SKF announced that it will invest SEK 600 million in Göteborg, Sweden to increase production capacity. The investments include two new bearing channels, two roller channels, a new heat treatment plant, new machining equipment for the production of cages, and upgrading of several bearing channels. The investments, some of which were initiated last year, will be carried out over the next two years.

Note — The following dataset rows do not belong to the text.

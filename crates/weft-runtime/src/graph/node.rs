//! Task vertices.
//!
//! A [`Node`] is a polymorphic vertex in a task graph: it carries one of the
//! eight work variants, its edge lists, the atomic join counter that drives
//! the dependency protocol, and the per-node state words.
//!
//! Shared-write points are the atomics only (`join_counter`, `nstate`,
//! `estate`, `async_state`); every other field is guarded by a mutex and is
//! touched by at most one worker at a time under the scheduling protocol.

use std::any::Any;
use std::sync::atomic::{AtomicU32, AtomicU8, AtomicUsize, Ordering};
use std::sync::{Arc, Weak};

use parking_lot::Mutex;
use weft_core::types::{TaskParams, TaskType};

use crate::graph::Graph;
use crate::runtime::Runtime;
use crate::topology::Topology;

/// Single-writer node state bits.
pub(crate) mod nstate {
    /// The node is paused while nested work runs; the joining worker
    /// re-enqueues it instead of completing it.
    pub const PREEMPTED: u32 = 1 << 0;
    /// The node has at least one conditional in-edge.
    pub const CONDITIONED: u32 = 1 << 1;
}

/// Multi-writer node state bits.
pub(crate) mod estate {
    pub const CANCELLED: u8 = 1 << 0;
    /// Recycling is forbidden while set.
    pub const ANCHORED: u8 = 1 << 1;
    pub const EXCEPTION: u8 = 1 << 2;
}

/// Completion state of a dependent-async node.
pub(crate) mod astate {
    pub const UNFINISHED: u8 = 0;
    pub const FINISHED: u8 = 1;
}

/// Work body of a static task.
pub(crate) enum StaticWork {
    Plain(Box<dyn FnMut() + Send>),
    WithRuntime(Box<dyn FnMut(&mut Runtime<'_>) + Send>),
}

/// Work body of an async task. The `bool` of the resumable form is
/// `is_first`: true on the initial dispatch, false when the node is
/// re-entered after a preemption.
pub(crate) enum AsyncWork {
    Plain(Box<dyn FnMut() + Send>),
    WithRuntime(Box<dyn FnMut(&mut Runtime<'_>) + Send>),
    Resumable(Box<dyn FnMut(&mut Runtime<'_>, bool) + Send>),
}

/// Tagged union over the work variants a node can carry.
pub(crate) enum Work {
    Placeholder,
    Static(StaticWork),
    Subflow {
        build: Box<dyn FnMut(&mut crate::graph::flow::SubflowBuilder<'_>) + Send>,
        subgraph: Graph,
    },
    Condition(Box<dyn FnMut() -> usize + Send>),
    MultiCondition(Box<dyn FnMut() -> Vec<usize> + Send>),
    Module {
        target: Arc<Mutex<Graph>>,
    },
    Async(AsyncWork),
    DependentAsync(AsyncWork),
}

impl Work {
    pub(crate) fn task_type(&self) -> TaskType {
        match self {
            Work::Placeholder => TaskType::Placeholder,
            Work::Static(_) => TaskType::Static,
            Work::Subflow { .. } => TaskType::Subflow,
            Work::Condition(_) => TaskType::Condition,
            Work::MultiCondition(_) => TaskType::MultiCondition,
            Work::Module { .. } => TaskType::Module,
            Work::Async(_) => TaskType::Async,
            Work::DependentAsync(_) => TaskType::DependentAsync,
        }
    }
}

/// A task vertex. Owned by a [`Graph`]; referenced (non-owning through
/// `Weak`, or via scheduler queues through `Arc`) everywhere else.
pub(crate) struct Node {
    kind: TaskType,

    pub(crate) name: Mutex<String>,
    pub(crate) data: Mutex<Option<Box<dyn Any + Send>>>,

    pub(crate) work: Mutex<Work>,

    /// Owning invocation, set once per run.
    pub(crate) topology: Mutex<Option<Arc<Topology>>>,
    /// Enclosing subflow or module node; dangling for top-level nodes.
    pub(crate) parent: Mutex<Weak<Node>>,

    /// Forward edges. Strong references; ownership cycles through
    /// conditional loops are broken by `Graph::drop`.
    pub(crate) successors: Mutex<Vec<Arc<Node>>>,
    /// Backward edges, weak to keep the edge relation acyclic in ownership.
    pub(crate) dependents: Mutex<Vec<Weak<Node>>>,

    /// Unsatisfied strong dependencies before release; outstanding nested
    /// children afterwards.
    pub(crate) join_counter: AtomicUsize,
    /// Strong in-degree as of the last setup; the release phase re-arms the
    /// join counter with this so cyclic control flow can release the node
    /// again.
    pub(crate) strong_in: AtomicUsize,
    /// Conditional in-degree, tracked apart from the strong counter.
    pub(crate) cond_in: AtomicUsize,

    pub(crate) nstate: AtomicU32,
    pub(crate) estate: AtomicU8,
    pub(crate) async_state: AtomicU8,
}

impl Node {
    pub(crate) fn new(params: TaskParams, work: Work) -> Self {
        Node {
            kind: work.task_type(),
            name: Mutex::new(params.name),
            data: Mutex::new(params.data),
            work: Mutex::new(work),
            topology: Mutex::new(None),
            parent: Mutex::new(Weak::new()),
            successors: Mutex::new(Vec::new()),
            dependents: Mutex::new(Vec::new()),
            join_counter: AtomicUsize::new(0),
            strong_in: AtomicUsize::new(0),
            cond_in: AtomicUsize::new(0),
            nstate: AtomicU32::new(0),
            estate: AtomicU8::new(0),
            async_state: AtomicU8::new(astate::UNFINISHED),
        }
    }

    pub(crate) fn task_type(&self) -> TaskType {
        self.kind
    }

    pub(crate) fn is_conditioner(&self) -> bool {
        matches!(self.kind, TaskType::Condition | TaskType::MultiCondition)
    }

    pub(crate) fn is_async(&self) -> bool {
        matches!(self.kind, TaskType::Async | TaskType::DependentAsync)
    }

    pub(crate) fn name(&self) -> String {
        self.name.lock().clone()
    }

    // ---- edges ----------------------------------------------------------

    /// Adds the edge `self -> v`.
    pub(crate) fn precede(self: &Arc<Self>, v: &Arc<Node>) {
        self.successors.lock().push(Arc::clone(v));
        v.dependents.lock().push(Arc::downgrade(self));
    }

    /// Removes every edge between `self` and `other`, in both directions.
    pub(crate) fn unlink(self: &Arc<Self>, other: &Arc<Node>) {
        self.successors
            .lock()
            .retain(|s| !Arc::ptr_eq(s, other));
        other
            .dependents
            .lock()
            .retain(|d| d.upgrade().map_or(false, |d| !Arc::ptr_eq(&d, self)));
        other
            .successors
            .lock()
            .retain(|s| !Arc::ptr_eq(s, self));
        self.dependents
            .lock()
            .retain(|d| d.upgrade().map_or(false, |d| !Arc::ptr_eq(&d, other)));
    }

    pub(crate) fn num_successors(&self) -> usize {
        self.successors.lock().len()
    }

    pub(crate) fn num_dependents(&self) -> usize {
        self.dependents.lock().len()
    }

    pub(crate) fn num_strong_dependents(&self) -> usize {
        self.dependents
            .lock()
            .iter()
            .filter_map(Weak::upgrade)
            .filter(|d| !d.is_conditioner())
            .count()
    }

    pub(crate) fn num_weak_dependents(&self) -> usize {
        self.dependents
            .lock()
            .iter()
            .filter_map(Weak::upgrade)
            .filter(|d| d.is_conditioner())
            .count()
    }

    /// True for nodes released at topology start.
    pub(crate) fn is_source(&self) -> bool {
        self.dependents.lock().is_empty()
    }

    // ---- per-run setup --------------------------------------------------

    /// Computes the strong and conditional in-degrees for one invocation and
    /// resets the transient run state.
    pub(crate) fn set_up_join_counter(&self) {
        let mut strong = 0usize;
        let mut conditional = 0usize;
        for dep in self.dependents.lock().iter().filter_map(Weak::upgrade) {
            if dep.is_conditioner() {
                conditional += 1;
            } else {
                strong += 1;
            }
        }
        self.join_counter.store(strong, Ordering::Relaxed);
        self.strong_in.store(strong, Ordering::Relaxed);
        self.cond_in.store(conditional, Ordering::Relaxed);
        let flags = if conditional > 0 { nstate::CONDITIONED } else { 0 };
        self.nstate.store(flags, Ordering::Relaxed);
        self.estate
            .fetch_and(estate::ANCHORED, Ordering::Relaxed);
    }

    /// Binds the node to a topology invocation under a parent scope.
    pub(crate) fn bind(&self, topology: &Arc<Topology>, parent: Weak<Node>) {
        *self.topology.lock() = Some(Arc::clone(topology));
        *self.parent.lock() = parent;
    }

    // ---- state flags ----------------------------------------------------

    pub(crate) fn is_preempted(&self) -> bool {
        self.nstate.load(Ordering::Relaxed) & nstate::PREEMPTED != 0
    }

    pub(crate) fn set_preempted(&self) {
        self.nstate.fetch_or(nstate::PREEMPTED, Ordering::Relaxed);
    }

    pub(crate) fn clear_preempted(&self) {
        self.nstate
            .fetch_and(!nstate::PREEMPTED, Ordering::Relaxed);
    }

    #[cfg_attr(not(feature = "task-pool"), allow(dead_code))]
    pub(crate) fn is_anchored(&self) -> bool {
        self.estate.load(Ordering::Relaxed) & estate::ANCHORED != 0
    }

    pub(crate) fn mark_exception(&self) {
        self.estate.fetch_or(estate::EXCEPTION, Ordering::Relaxed);
    }

    /// Cancellation is observed from the owning topology or from a cancelled
    /// enclosing node.
    pub(crate) fn is_cancelled(&self) -> bool {
        if let Some(topology) = self.topology.lock().as_ref() {
            if topology.is_cancelled() {
                return true;
            }
        }
        if let Some(parent) = self.parent.lock().upgrade() {
            if parent.estate.load(Ordering::Relaxed) & estate::CANCELLED != 0 {
                return true;
            }
        }
        false
    }

    // ---- join counter ---------------------------------------------------

    /// Strong decrement used on the unwind path, floored at zero because a
    /// cancelled conditioner releases successors whose counters never
    /// included its edges. Returns true when this call moved the counter
    /// from one to zero.
    pub(crate) fn decrement_join_saturating(&self) -> bool {
        let mut current = self.join_counter.load(Ordering::Relaxed);
        loop {
            // Checked decrement: a counter already at zero stays there.
            let Some(next) = current.checked_sub(1) else {
                return false;
            };
            match self.join_counter.compare_exchange_weak(
                current,
                next,
                Ordering::AcqRel,
                Ordering::Relaxed,
            ) {
                Ok(_) => return current == 1,
                Err(observed) => current = observed,
            }
        }
    }
}

/// Holds `ANCHORED` on a node for the guard's lifetime so the recycler
/// cannot retire it while another worker still dereferences it.
pub(crate) struct AnchorGuard<'a> {
    node: &'a Node,
}

impl<'a> AnchorGuard<'a> {
    pub(crate) fn new(node: &'a Node) -> Self {
        node.estate.fetch_or(estate::ANCHORED, Ordering::Relaxed);
        AnchorGuard { node }
    }
}

impl Drop for AnchorGuard<'_> {
    fn drop(&mut self) {
        self.node
            .estate
            .fetch_and(!estate::ANCHORED, Ordering::Relaxed);
    }
}

#[cfg(test)]
mod tests {
    use super::*;
    use weft_core::types::TaskParams;

    fn placeholder(name: &str) -> Arc<Node> {
        Arc::new(Node::new(TaskParams::named(name), Work::Placeholder))
    }

    fn condition(name: &str) -> Arc<Node> {
        Arc::new(Node::new(
            TaskParams::named(name),
            Work::Condition(Box::new(|| 0)),
        ))
    }

    #[test]
    fn precede_links_both_directions() {
        let a = placeholder("a");
        let b = placeholder("b");
        a.precede(&b);
        assert_eq!(a.num_successors(), 1);
        assert_eq!(b.num_dependents(), 1);
        assert!(a.is_source());
        assert!(!b.is_source());
    }

    #[test]
    fn join_counter_counts_strong_edges_only() {
        let a = placeholder("a");
        let c = condition("c");
        let target = placeholder("t");
        a.precede(&target);
        c.precede(&target);

        target.set_up_join_counter();
        assert_eq!(target.join_counter.load(Ordering::Relaxed), 1);
        assert_eq!(target.cond_in.load(Ordering::Relaxed), 1);
        assert!(target.nstate.load(Ordering::Relaxed) & nstate::CONDITIONED != 0);
        assert_eq!(target.num_strong_dependents(), 1);
        assert_eq!(target.num_weak_dependents(), 1);
    }

    #[test]
    fn saturating_decrement_floors_at_zero() {
        let n = placeholder("n");
        n.join_counter.store(1, Ordering::Relaxed);
        assert!(n.decrement_join_saturating());
        assert!(!n.decrement_join_saturating());
        assert_eq!(n.join_counter.load(Ordering::Relaxed), 0);
    }

    #[test]
    fn anchor_guard_sets_and_clears() {
        let n = placeholder("n");
        assert!(!n.is_anchored());
        {
            let _guard = AnchorGuard::new(&n);
            assert!(n.is_anchored());
        }
        assert!(!n.is_anchored());
    }

    #[test]
    fn unlink_removes_edges() {
        let a = placeholder("a");
        let b = placeholder("b");
        a.precede(&b);
        a.unlink(&b);
        assert_eq!(a.num_successors(), 0);
        assert_eq!(b.num_dependents(), 0);
    }
}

On 16 February 2007, it was exactly 100 years since AB SKF was incorporated. A key focus of this jubilee year will be on strengthening the relations with the Group's customers, distributors and suppliers as well as on further building the team spirit within the Group. This will be done through a number of local activities involving customers, distributors, suppliers and employees in every country where SKF is present. Tom Johnstone, President and CEO of AB SKF, is visiting more than 35 countries during the year to support these activities and will meet over 5,000 customers. In the first quarter, 10 countries were visited.

Divisions
Comments on sales per geographical region are based on local currencies and compared to the corresponding period for 2006. The operating margin has been calculated on sales including intra-Group sales.

Industrial Division
The operating profit for the first quarter of 2007 amounted to SEK 880 million (824), resulting in an operating margin of 12.1% (12.4) on sales including intra-Group sales.

Net sales for the first quarter amounted to SEK 4,849 million (4,276), an increase of 13.4%. Sales including intra-Group sales were SEK 7,251 million (6,637).

The increase in net sales was attributable to organic growth 11.4%, structure 6.7% and currency effects -4.7%. The positive figure for structure was due to the acquisition of SNFA SAS and John Crane Safematic’s lubrication systems business.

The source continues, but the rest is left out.